Before COVID and remote learning, I used to commute to Rutgers Law every day. Driving from South Philly I would drive over the bridge, look out at the Delaware River, and recklessly merge onto New Jersey traffic towards Camden. My favorite part of my commute, however; was turning onto Cooper Street. Directly next to Rutgers Law in Camden, right there on Cooper Street is a public elementary school. Every morning I would see smiling families dropping off their students for school at the nearby elementary schools, and I could hear the students laughing and eagerly running to learn. I definitely miss those commutes.
Those brief moments would remind me why I chose to go to Law school, and provide me a little extra positive energy for my classes.
Prior to Law School, I was a Special Ed English teacher in Kensington, Philadelphia. For four years I knew the joy of watching students use their curiosity, their critical thinking, and their problem solving skills to grow into effective communicators, independent thinkers, and meaningful contributors to their communities. I also knew too much about fortnight dances, alien conspiracies, and viral videos courtesy of my students. However, what lesson stuck with me most during my time in the classroom was how student achievement today is still influenced by structural racism through the interconnection of housing, health, nutrition, law enforcement, employment and education. Exploring the root causes of education inequity motivated me to pursue a legal education in the hopes of one day having different tools to advocate for students. This educational path led me to Rutgers.
My first year of law school started off a little rough. It had been a few years since my master’s in education so I felt out of practice. The long readings, the new academic jargon, the pressure to succeed while competing with your peers was all a part of a different atmosphere than the educational spaces I was coming from. 1L year also consists of a mandatory classes that, while I was happy to be learning about, didn’t always directly connect with my interests. I wanted to learn more about public interest law. I wanted to work more with people. Most pressingly, I wanted to work with communities in ways that directly relate to the structural racism that impacts student achievement. Interestingly, my brief time at Law School led me right back into the classroom through the Rutgers Street Law Program – thankfully.
Street Law is a pro bono program offered to Rutgers Law student volunteers to provide students in Camden the legal knowledge and civic skills to succeed as adults, combat inequality, and participate effectively in their communities. This free of cost program for our partner schools offers lessons on varied topics including "Know Your Rights," Financial Literacy, Housing and Employment law, Personal and Public Safety, and the Court System.

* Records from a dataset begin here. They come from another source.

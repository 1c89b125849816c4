//! Delivering the authorization URL to the user.

use anyhow::Result;

/// Opens the provider's consent page.
///
/// The system implementation launches the default browser; tests supply a
/// launcher that plays the user's part.
pub trait BrowserLauncher: Send + Sync {
    fn open(&self, url: &str) -> Result<()>;
}

/// Launches the platform browser and logs the URL for headless hosts.
pub struct SystemBrowser;

impl BrowserLauncher for SystemBrowser {
    fn open(&self, url: &str) -> Result<()> {
        tracing::info!("Open this URL to authorize playlist access: {}", url);
        if let Err(e) = webbrowser::open(url) {
            // Not fatal: the URL is in the log and can be opened by hand.
            tracing::warn!("Could not launch a browser: {}", e);
        }
        Ok(())
    }
}
//! Transient loopback listener for the OAuth redirect.
//!
//! Bound before the browser is opened, serves exactly one route, and is torn
//! down (task joined, socket closed) whichever way the wait ends.
//!
//! # Endpoint
//!
//! | Method | Path | Result |
//! |--------|------|--------|
//! | `GET` | `/callback?code=..&state=..` | 200 on a matching `state`, 400 otherwise |

use axum::{
    extract::{Query, State},
    http::StatusCode,
    routing::get,
    Router,
};
use serde::Deserialize;
use std::net::{Ipv4Addr, SocketAddr};
use std::sync::{Arc, Mutex};
use std::time::Duration;
use tokio::sync::oneshot;
use tokio::task::JoinHandle;
use tokio_util::sync::CancellationToken;
use tower_http::trace::TraceLayer;

use super::AuthError;

const SUCCESS_PAGE: &str = "Authorization complete. You can close this window.";
const DENIED_PAGE: &str = "Authorization was not completed. You can close this window.";
const MISSING_CODE_PAGE: &str = "Missing authorization code.";
const ALREADY_DONE_PAGE: &str = "This authorization attempt has already finished.";

/// Upper bound on waiting for in-flight browser connections during teardown.
const DRAIN_TIMEOUT: Duration = Duration::from_secs(2);

#[derive(Debug)]
enum CallbackResult {
    Code(String),
    Denied(String),
}

#[derive(Debug, Deserialize)]
struct CallbackParams {
    code: Option<String>,
    state: Option<String>,
    error: Option<String>,
    error_description: Option<String>,
}

struct CallbackState {
    expected_state: String,
    sender: Mutex<Option<oneshot::Sender<CallbackResult>>>,
}

impl CallbackState {
    /// Hand the result to the waiting attempt. Returns false if one was
    /// already delivered.
    fn deliver(&self, result: CallbackResult) -> bool {
        let sender = self.sender.lock().unwrap().take();
        match sender {
            Some(tx) => tx.send(result).is_ok(),
            None => false,
        }
    }
}

/// A running callback listener for one authorization attempt.
pub struct CallbackListener {
    addr: SocketAddr,
    receiver: oneshot::Receiver<CallbackResult>,
    stop: CancellationToken,
    task: JoinHandle<()>,
}

impl CallbackListener {
    /// Bind `127.0.0.1:port` and start serving `/callback`.
    ///
    /// Fails with [`AuthError::Listener`] when the port is taken.
    pub async fn bind(port: u16, expected_state: String) -> Result<Self, AuthError> {
        let listener = tokio::net::TcpListener::bind((Ipv4Addr::LOCALHOST, port))
            .await
            .map_err(|e| AuthError::Listener {
                port,
                reason: e.to_string(),
            })?;
        let addr = listener.local_addr().map_err(|e| AuthError::Listener {
            port,
            reason: e.to_string(),
        })?;

        let (tx, rx) = oneshot::channel();
        let state = Arc::new(CallbackState {
            expected_state,
            sender: Mutex::new(Some(tx)),
        });

        let app = Router::new()
            .route("/callback", get(handle_callback))
            .layer(TraceLayer::new_for_http())
            .with_state(state);

        let stop = CancellationToken::new();
        let stop_signal = stop.clone();
        let task = tokio::spawn(async move {
            let served = axum::serve(listener, app)
                .with_graceful_shutdown(async move { stop_signal.cancelled().await })
                .await;
            if let Err(e) = served {
                tracing::warn!("OAuth callback listener stopped with error: {}", e);
            }
        });

        tracing::debug!("OAuth callback listener bound on {}", addr);

        Ok(Self {
            addr,
            receiver: rx,
            stop,
            task,
        })
    }

    /// Wait for the authorization code, bounded by `timeout` and `cancel`.
    ///
    /// Consumes the listener; it is shut down before this returns.
    pub async fn wait_for_code(
        mut self,
        timeout: Duration,
        cancel: &CancellationToken,
    ) -> Result<String, AuthError> {
        let outcome = tokio::select! {
            received = &mut self.receiver => match received {
                Ok(CallbackResult::Code(code)) => Ok(code),
                Ok(CallbackResult::Denied(reason)) => Err(AuthError::Denied(reason)),
                Err(_) => Err(AuthError::Denied("callback listener stopped".to_string())),
            },
            _ = tokio::time::sleep(timeout) => Err(AuthError::Timeout(timeout)),
            _ = cancel.cancelled() => Err(AuthError::Cancelled),
        };

        self.shutdown().await;
        outcome
    }

    /// Stop serving and release the port.
    pub async fn shutdown(self) {
        self.stop.cancel();
        let mut task = self.task;
        if tokio::time::timeout(DRAIN_TIMEOUT, &mut task).await.is_err() {
            task.abort();
            let _ = task.await;
        }
        tracing::debug!("OAuth callback listener on {} closed", self.addr);
    }
}

async fn handle_callback(
    State(state): State<Arc<CallbackState>>,
    Query(params): Query<CallbackParams>,
) -> (StatusCode, &'static str) {
    if let Some(error) = params.error {
        let reason = match params.error_description {
            Some(desc) => format!("{}: {}", error, desc),
            None => error,
        };
        tracing::warn!("Authorization callback reported an error: {}", reason);
        state.deliver(CallbackResult::Denied(reason));
        return (StatusCode::BAD_REQUEST, DENIED_PAGE);
    }

    let Some(code) = params.code.filter(|c| !c.is_empty()) else {
        return (StatusCode::BAD_REQUEST, MISSING_CODE_PAGE);
    };

    if params.state.as_deref() != Some(state.expected_state.as_str()) {
        tracing::warn!("Authorization callback rejected: state mismatch");
        state.deliver(CallbackResult::Denied("state mismatch".to_string()));
        return (StatusCode::BAD_REQUEST, DENIED_PAGE);
    }

    if state.deliver(CallbackResult::Code(code)) {
        (StatusCode::OK, SUCCESS_PAGE)
    } else {
        (StatusCode::BAD_REQUEST, ALREADY_DONE_PAGE)
    }
}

Lessons and programing are tailored to address the student’s interests. For Rutgers students who are interested, no prior teaching experience is required, and through the Street Law national organization, Rutgers provides scripted curriculum that law students can adapt and implement in their classrooms. This program was perfect for me. It gave me a small way to address structural racism through education. With my prior teaching experience, I became one of the student leaders tasked with connecting Camden institutions, promoting student interest, and training Rutgers volunteers.
Street Law became a little sanctuary for me while at Rutgers. I really enjoy working with my like-minded peers as we collaborate together to support their students. I’m pretty hopeful about the program. I think there’s a vision to better connect Rutgers resources with the people of Camden. As students we share sidewalks with the people of Camden, but we rarely interact with the Camden people. Often, I would hear Rutgers Law students speak negatively about Camden – how it is dangerous. I’d love to see Rutgers Law students move past these stereotypes by actively building relationships with Camden and its residents.
To this end, I believe teaching is an invaluable experience that can help an inspiring lawyer develop the cultural competency skills needed to be successful in client interactions – especially for public interest lawyers. One of the main takeaways I hope our Rutgers student volunteers have when they are in the program is the realization that, although they are providing legal educational programing for the Camden community, they are receiving just as much, if not more, educational programing in the form of cultural competency.
I hope we take on the mindset of servants, not saviors so that we can learn to listen to our community needs first, rather than come in with our plans. Finally, I hope the volunteer’s experience with Street Law is joyful, informative, and even inspiring so that they may consider a career in public interest, or maybe take their experiences with them as they move into other facets of the law. At the very least, I hope their experience can provide them a little positivity and motivation – Just like it has for me.